How to Create More Collisions in Your Workplace

Under the right circumstances, a collision can be a good thing!

JLL’s spin on the employee break room — which they’ve dubbed “The Club” — in their new Chicago HQ. Image courtesy of JLL.

Collisions can be a good thing — under the right circumstances. Nobody wants to be in a fender bender. But when unlikely collaborators and ideas collide, that’s a different story.

“Accidental collisions” play a key role in innovation and workplace satisfaction. These chance meetings encourage employees to connect in ways they wouldn’t otherwise and can lead to surprisingly impactful results. In fact, unexpected conversations create opportunities for collaboration between unlikely partners and generally foster a happier, more productive workforce.

While these collisions may be spontaneous, the setting in which they occur is not. Companies can thoughtfully create work settings that drive the unexpected. And it pays off. Research shows that companies that successfully connect and engage employees yield almost 150 percent higher earnings per share compared to their peers.

More directly, it’s been proven that the physical environment plays a meaningful role in how people feel about their work. Futurist Jacob Morgan’s research uncovered that the physical space has one of the biggest influences on an employee’s experience at work, along with the cultural and technological environment. In Morgan’s study, companies that invested in space, culture, and technology not only attracted better talent than the competition, but also were more profitable and productive.

Bouncing around the office

Most of the time, inspiration doesn’t strike when you’re sitting behind a computer inside a cubicle. It comes from bouncing around ideas and interacting with other people. More companies are embracing open spaces for collaboration, but how can you tie that idea to the cultural and technological aspects that so heavily influence the work experience?

We thought through these issues in depth as we renovated our corporate headquarters in Chicago, where more than 1,200 people are spread across six floors. One of the focal points of the project is a gathering place for employees that fosters the entrepreneurial spirit of our company, encourages collaboration and innovation, and ultimately can help boost productivity.

We took a traditional employee gathering space that had a small kitchen with standard tables and chairs, and transformed it into a stylish two-story, employee-only lounge. Our spin on the employee break room, “The Club,” includes a coffee bar, comfortable seating options and flexible meeting space. It’s been even more popular than we expected, always teeming with people having both formal and informal ideation sessions.

As we planned the new space, we asked ourselves:

  • How do we break down walls, both figuratively and literally, in this space?

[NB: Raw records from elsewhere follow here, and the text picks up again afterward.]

//! Shared test utilities for domain testing
//!
//! This crate provides reusable test infrastructure for all domain crates:
//! - `TestDatabase`: PostgreSQL container with automatic cleanup (feature: "postgres")
//! - `TestDataBuilder`: Deterministic test data generation (always available)
//! - `assertions`: Custom assertion helpers (always available)
//!
//! # Features
//!
//! - `postgres` (default): Enables PostgreSQL test infrastructure
//!
//! # Usage
//!
//! ```rust,no_run
//! use test_utils::{TestDatabase, TestDataBuilder};
//!
//! #[tokio::test]
//! async fn my_postgres_test() {
//!     let db = TestDatabase::new().await;
//!     let builder = TestDataBuilder::from_test_name("my_test");
//!
//!     let user_id = builder.user_id();
//!     let item_name = builder.name("item", "drill");
//! }
//! ```

use uuid::Uuid;

// Conditionally compile database modules based on features
#[cfg(feature = "postgres")]
mod postgres;

// Re-export based on enabled features
#[cfg(feature = "postgres")]
pub use postgres::TestDatabase;

/// Builder for test data with deterministic randomization
///
/// This ensures tests are reproducible by using seeded random data.
pub struct TestDataBuilder {
    seed: u64,
}

impl TestDataBuilder {
    /// Create a new builder with a seed (for deterministic tests)
    pub fn new(seed: u64) -> Self {
        Self { seed }
    }

    /// Create from test name (generates seed from test name hash)
    ///
    /// This is the recommended way to create a builder for consistent test data.
    ///
    /// # Example
    ///
    /// ```
    /// use test_utils::TestDataBuilder;
    ///
    /// let builder = TestDataBuilder::from_test_name("test_create_booking");
    /// ```
    pub fn from_test_name(name: &str) -> Self {
        use std::collections::hash_map::DefaultHasher;
        use std::hash::{Hash, Hasher};

        let mut hasher = DefaultHasher::new();
        name.hash(&mut hasher);
        Self::new(hasher.finish())
    }

    /// Generate a unique user ID for testing
    pub fn user_id(&self) -> Uuid {
        // Use seed to generate deterministic UUID
        let bytes = self.seed.to_le_bytes();
        let mut uuid_bytes = [0u8; 16];
        uuid_bytes[..8].copy_from_slice(&bytes);
        uuid_bytes[8..16].copy_from_slice(&bytes);
        Uuid::from_bytes(uuid_bytes)
    }

    /// Generate a unique name for testing
    ///
    /// # Arguments
    ///
    /// * `prefix` - The type of resource (e.g., "item", "booking")
    /// * `suffix` - A unique identifier within the test (e.g., "drill", "backup")
    ///
    /// # Example
    ///
    /// ```
    /// use test_utils::TestDataBuilder;
    ///
    /// let builder = TestDataBuilder::from_test_name("my_test");
    /// let name = builder.name("item", "drill");
    /// // Returns: "test-item-12345-drill"
    /// ```
    pub fn name(&self, prefix: &str, suffix: &str) -> String {
        format!("test-{}-{}-{}", prefix, self.seed, suffix)
    }

    /// Generate a unique email for testing
    pub fn email(&self, local: &str) -> String {
        format!("{}-{}@example.com", local, self.seed)
    }
}

/// Test assertion helpers
pub mod assertions {
    use uuid::Uuid;

    /// Assert that two UUIDs are equal with a nice error message
    pub fn assert_uuid_eq(actual: Uuid, expected: Uuid, context: &str) {
        assert_eq!(
            actual, expected,
            "{}: expected UUID {}, got {}",
            context, expected, actual
        );
    }

    /// Assert that an optional value is Some
    pub fn assert_some<T>(value: Option<T>, context: &str) -> T {
        value.unwrap_or_else(|| panic!("{}: expected Some, got None", context))
    }
}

    There is a lot of talk inside organizations about breaking down silos, but physical barriers often get in the way. We wanted to give employees a reason to roam and run into people from different areas of the business. The Club would offer the perfect scenario in which these accidental collisions could occur. Physically, we created a connection between two floors through an open staircase, providing easy access from two floors.

  • How do we get people talking?

    Creating a collaborative culture is as much about design as it is personal effort, so we thought about how the space could encourage these interactions. The coffee bar is surrounded by bar-style seats where employees can have on-the-fly conversations while they enjoy their drink or wait for one. Plenty of tables and other comfortable seating are available for those who want to use the space for longer, informal meetings.

  • How can we make it fun and inviting?

    We wanted to design an area that employees would actually seek out to break up their day. Our concept was to create the modern-day “water cooler” effect by taking the informal gathering out of a drab galley kitchen and into a space that would create unique and inspiring experiences for our employees. This space has more of a lounge feel with stylish furniture and chandeliers.

  • How can we enable people to be productive?

    Nothing is more frustrating than a spotty Internet connection or no place to plug in when you’re working away from your desk. We loaded up the space with power sources and stable WiFi. We also wanted made sure there were plenty of options both for individuals who wanted a change of scenery to work and groups who want to gather in the space.

The Club helps us achieve multiple goals through a single space — it’s as much a reflection of how much we value our diverse employees with individual needs and work styles as it is a place to collaborate and foster innovation.

Workplaces today must accommodate several different generations, different work styles and constantly changing needs. What inspires creativity now and keeps employees happy is likely to change in another 10 years. One thing that won’t change is the need to bring people throughout the organization together. How can you create space that will help re-ignite in-person conversations? Collaborative spaces aren’t just good for innovation, they can be good for the corporate soul and help foster a stronger sense of community.

And that’s a collision worth planning.